Are you becoming a civil servant candidate or trainee and dealing with the subject of health insurance? In this context, you will surely ask yourself how civil servant candidates are covered by health insurance and what you have to pay attention to. This is exactly what I would like to go into in today’s article and explain all the details to you.

Civil service candidates have the free choice between private health insurance and statutory active health insurance.

Civil servant candidates (officials with revocation) basically have the option of choosing between voluntary membership in a statutory health insurance fund (GKV) and private health insurance (PKV).

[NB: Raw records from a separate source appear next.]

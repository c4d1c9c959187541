//! 使い方（3ステップ）

use crate::app::use_app;
use leptos::prelude::*;

const STEPS: [(&str, &str, &str); 3] = [
    ("1", "howItWorks.step1.title", "howItWorks.step1.desc"),
    ("2", "howItWorks.step2.title", "howItWorks.step2.desc"),
    ("3", "howItWorks.step3.title", "howItWorks.step3.desc"),
];

#[component]
pub fn HowItWorks() -> impl IntoView {
    let ctx = use_app();

    view! {
        <section class="section how-it-works">
            <h2>{move || ctx.tr("howItWorks.title")}</h2>
            <div class="steps">
                {STEPS
                    .into_iter()
                    .map(|(number, title, desc)| view! {
                        <div class="step-card">
                            <span class="step-number">{number}</span>
                            <h3>{move || ctx.tr(title)}</h3>
                            <p class="text-muted">{move || ctx.tr(desc)}</p>
                        </div>
                    })
                    .collect_view()}
            </div>
        </section>
    }
}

Depending on the federal state, however, civil servant candidates pay the full contribution to statutory health insurance and receive no financial support from their employer. Only in five federal states does the employer contribute to the costs of statutory health insurance in the form of a flat-rate subsidy. In private health insurance for civil servant candidates , on the other hand, there is a basic entitlement to assistance. This is provided by the relevant federal state (in the case of federal civil servants by the federal government) and is at least 50 percent, so you only have to cover the remaining costs (50 percent).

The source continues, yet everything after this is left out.